Today’s Topics Story of molecular basis of heredity via main contributors (early ones today): Friedrich Miescher (chemist) Phoebus Levene (chemist) Frederick Griffith (medical officer) Oswald Avery (biologist – chemist) Erwin Chargaff (chemist)
Discovery Of DNA Principal: Friedrich Miescher (another “loner”) Family contained distinguished scientists; went into chemistry because uncle’s conviction: last remaining questions on tissue development could be solved via chemistry
Brief Scene Setting Went to work in laboratory of Hoppe-Seyler, who had done fundamental work on hemoglobin Chose to work on chemical composition of cells (Note: Robert Hooke isolated cells with microscope and coined term “cell;” see next slide), another step towards accepting his uncle’s advice Hoppe-Seyler suggested leukocytes (white blood cells; see next slide plus one) Miescher set out to study cell nucleus At time living things thought to have only 3 components: fats (lipids), sugars & starches, and proteins
Developed Own Techniques Miescher invented protocols: • Had used bandages from clinic daily • Separated cells via soaking in (9:1 water to sodium sulfate) solution; several days cells settled • Found 5 protein-like entities (via solubility properties). Also found other substance, unlike any known protein
Serendipity Again New material from nuclei had unexpected properties: precipitated by acidifying solution and re-dissolved by making solution more alkaline (“basic”) Prolonged exposure of cells to very dilute HCl produced residue in test tube resembling nuclei of cells
Chemists’ Black Magic Tried to stain new nucleus material with iodine, which causes proteins to turn yellow Conclusion: Mystery substance is not protein Note: Little was then known about cell nucleus, despite its discovery by van Leeuwenhoek in 1719 and description in orchid by Robert Brown in 1831
More Black Magic Further study implied need for increased purity of mystery substance Developed complicated protocols involving, e.g., warm alcohol; acid in pig’s stomach, which contained enzyme pepsin; ether;… (see next slide) Extracted nucleus material sank to bottom of test tube as fine, white granules
Final Black Magic Wanted to determine atomic constitution of precipitate Used chemical tricks of day to isolate % of each element Weighed reaction products and compared with initial weight
Surprising Results In addition to C, O, H, and N-- all expected -- was large amount of unexpected element: P, almost nonexistent in then known organic materials. Further, new molecule big: wouldn’t diffuse through parchment; had molecular weight of (at least) 500 Fundamentally new type of molecule had been discovered; he called it “nuclein,” based on origin in nucleus (now “DNA”)

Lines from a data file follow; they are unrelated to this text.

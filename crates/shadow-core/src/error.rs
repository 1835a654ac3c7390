//! Error types for shadow-core

use std::fmt;

use serde::Deserialize;
use thiserror::Error;

use crate::diagnostics::{DiagnosticKind, Diagnostics};

/// Result type alias using shadow-core's Error
pub type Result<T> = std::result::Result<T, Error>;

/// Errors that can occur in shadow-core operations
#[derive(Error, Debug)]
pub enum Error {
    /// A write was attempted without a resolvable identity
    #[error("Not authenticated")]
    NotAuthenticated,

    /// The comments table does not exist on the remote store
    #[error("Comments table missing: {0}")]
    TableMissing(RemoteError),

    /// The remote store rejected the request by policy
    #[error("Permission denied: {0}")]
    PermissionDenied(RemoteError),

    /// Any other remote/transport failure
    #[error("Remote error: {0}")]
    Remote(RemoteError),

    /// Comment body was empty after trimming
    #[error("Comment body cannot be empty")]
    EmptyBody,

    /// No thread is selected
    #[error("No thread selected")]
    NoThread,

    /// Could not derive a thread id from user input
    #[error("Invalid video reference: {0}")]
    InvalidVideoReference(String),

    /// Invalid configuration
    #[error("Configuration error: {0}")]
    Config(String),

    /// HTTP client error
    #[error("HTTP request failed: {0}")]
    Http(#[from] reqwest::Error),
}

impl Error {
    /// The raw backend error behind a remote failure, if any.
    #[must_use]
    pub const fn remote(&self) -> Option<&RemoteError> {
        match self {
            Self::TableMissing(error) | Self::PermissionDenied(error) | Self::Remote(error) => {
                Some(error)
            }
            _ => None,
        }
    }
}

impl From<RemoteError> for Error {
    fn from(error: RemoteError) -> Self {
        match Diagnostics::classify(&error).kind() {
            DiagnosticKind::TableMissing => Self::TableMissing(error),
            DiagnosticKind::PermissionDenied => Self::PermissionDenied(error),
            DiagnosticKind::Generic => Self::Remote(error),
        }
    }
}

/// Raw error reported by the remote store or its transport.
///
/// `code` carries the vendor code (Postgres SQLSTATE or PostgREST `PGRST…`)
/// when the transport surfaces one.
#[derive(Debug, Clone, Default, PartialEq, Eq)]
pub struct RemoteError {
    pub code: Option<String>,
    pub message: String,
    pub details: Option<String>,
    pub hint: Option<String>,
    pub status: Option<u16>,
}

impl RemoteError {
    pub fn new(code: impl Into<String>, message: impl Into<String>) -> Self {
        Self {
            code: Some(code.into()),
            message: message.into(),
            ..Self::default()
        }
    }

    /// An error without a machine code, e.g. a dropped connection.
    pub fn transport(message: impl Into<String>) -> Self {
        Self {
            message: message.into(),
            ..Self::default()
        }
    }

    /// Parse a PostgREST error response.
    ///
    /// Falls back to the raw body (or `HTTP <status>`) when it is not JSON.
    pub fn from_http(status: u16, body: &str) -> Self {
        if let Ok(payload) = serde_json::from_str::<PostgrestErrorBody>(body) {
            if let Some(message) = payload.message.or(payload.msg).or(payload.error) {
                return Self {
                    code: payload.code.filter(|code| !code.trim().is_empty()),
                    message: message.trim().to_string(),
                    details: payload.details,
                    hint: payload.hint,
                    status: Some(status),
                };
            }
        }

        let trimmed = body.trim();
        let message = if trimmed.is_empty() {
            format!("HTTP {status}")
        } else {
            crate::util::compact_text(trimmed)
        };
        Self {
            message,
            status: Some(status),
            ..Self::default()
        }
    }
}

impl fmt::Display for RemoteError {
    fn fmt(&self, f: &mut fmt::Formatter<'_>) -> fmt::Result {
        match &self.code {
            Some(code) => write!(f, "{code} {}", self.message),
            None => f.write_str(&self.message),
        }
    }
}

impl std::error::Error for RemoteError {}

#[derive(Debug, Deserialize)]
struct PostgrestErrorBody {
    code: Option<String>,
    message: Option<String>,
    msg: Option<String>,
    error: Option<String>,
    details: Option<String>,
    hint: Option<String>,
}

#[cfg(test)]
mod tests {
    use super::*;

    #[test]
    fn from_http_parses_postgrest_body() {
        let body = r#"{"code":"42P01","details":null,"hint":null,"message":"relation \"public.shadow_comments\" does not exist"}"#;
        let error = RemoteError::from_http(404, body);
        assert_eq!(error.code.as_deref(), Some("42P01"));
        assert_eq!(error.status, Some(404));
        assert!(error.message.contains("does not exist"));
        assert_eq!(
            error.to_string(),
            "42P01 relation \"public.shadow_comments\" does not exist"
        );
    }

    #[test]
    fn from_http_falls_back_to_plain_text() {
        let error = RemoteError::from_http(502, "  upstream timed out ");
        assert_eq!(error.code, None);
        assert_eq!(error.message, "upstream timed out");

        let empty = RemoteError::from_http(503, "");
        assert_eq!(empty.message, "HTTP 503");
    }

    #[test]
    fn remote_errors_map_onto_taxonomy() {
        let missing: Error = RemoteError::new("42P01", "relation does not exist").into();
        assert!(matches!(missing, Error::TableMissing(_)));

        let denied: Error = RemoteError::new("42501", "permission denied for table").into();
        assert!(matches!(denied, Error::PermissionDenied(_)));

        let generic: Error = RemoteError::transport("connection reset").into();
        assert!(matches!(generic, Error::Remote(_)));
        assert_eq!(generic.remote().map(|e| e.message.as_str()), Some("connection reset"));
        assert!(Error::NotAuthenticated.remote().is_none());
    }
}
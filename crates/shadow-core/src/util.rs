//! Shared utility functions used across multiple modules.

/// Normalize optional text by trimming whitespace and removing empties.
///
/// Returns `None` when the input is `None` or the trimmed value is empty.
pub fn normalize_text_option(value: Option<String>) -> Option<String> {
    let value = value?;
    let value = value.trim();
    if value.is_empty() {
        None
    } else {
        Some(value.to_string())
    }
}

/// Check if a string starts with `http://` or `https://`.
pub fn is_http_url(value: &str) -> bool {
    value.starts_with("http://") || value.starts_with("https://")
}

/// Truncate text to at most 180 characters for error messages.
pub fn compact_text(value: &str) -> String {
    value.trim().chars().take(180).collect()
}

/// Mask a secret-ish value for display, keeping 4 characters on each side.
pub fn mask_value(value: Option<&str>) -> String {
    let Some(value) = value.filter(|value| !value.is_empty()) else {
        return "(empty)".to_string();
    };
    let chars = value.chars().collect::<Vec<_>>();
    if chars.len() <= 8 {
        return "***".to_string();
    }
    let head = chars[..4].iter().collect::<String>();
    let tail = chars[chars.len() - 4..].iter().collect::<String>();
    format!("{head}...{tail}")
}

#[cfg(test)]
mod tests {
    use super::*;

    #[test]
    fn normalize_text_option_rejects_empty() {
        assert_eq!(normalize_text_option(None), None);
        assert_eq!(normalize_text_option(Some("   ".to_string())), None);
    }

    #[test]
    fn normalize_text_option_trims_value() {
        assert_eq!(
            normalize_text_option(Some(" https://example.com ".to_string())),
            Some("https://example.com".to_string())
        );
    }

    #[test]
    fn is_http_url_accepts_valid_schemes() {
        assert!(is_http_url("http://localhost"));
        assert!(is_http_url("https://example.com"));
        assert!(!is_http_url("ftp://example.com"));
        assert!(!is_http_url("example.com"));
    }

    #[test]
    fn mask_value_hides_the_middle() {
        assert_eq!(mask_value(None), "(empty)");
        assert_eq!(mask_value(Some("short")), "***");
        assert_eq!(mask_value(Some("https://demo.supabase.co")), "http...e.co");
    }
}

Contemporary Speculations In 1866, Ernst Haeckel suggested cell nucleus might be responsible for transmission of hereditary traits Miescher confident his new molecule would prove of equal stature to proteins in cell Scrapped initial idea that nuclein was solely responsible for diversity of species, although he speculated nuclein might provide sufficient variations, in analogy with words and letters (see later). So close…
Aftermath I Agony of publication permission Struggle with broadening of base of applicability (salmon in Rhine) Not self promoter; died young Fundamental contribution dropped from sight, despite uncle’s publication of collected works with introduction: “The appreciation of Miescher and his works will not diminish with time, instead it will grow, and the facts he has found and the ideas he has postulated are seeds which will bear fruit in the future.” That future was ~75 years in making
Aftermath II Why isn’t Miescher, discoverer of what is now called DNA, household name like Mendel, Watson, and Crick?? No good answer. Perhaps gap of ~75 years between discovery and understanding of importance was just too long
Friedrich Miescher (1844-1895) In next image, from earlier time, which person is Friedrich? How can you be sure?
Phoebus Levene Superb chemist, Levene made important (+ & -) contributions to understanding Miescher’s “nuclein,” now (almost) universally called deoxyribonucleic acid, “DNA” for short Miescher determined relative amounts of five elements in DNA, but not chemical structure. Enter Levene (and others preceding), with more modern chemistry techniques
Chemical Structure of DNA: 1910-1930 Version Levene characterized chemical structure of DNA; contained four bases: adenine, guanine, thymine, cytosine (see next slide), as well as deoxyribose, and phosphate group (see next slide plus two and three)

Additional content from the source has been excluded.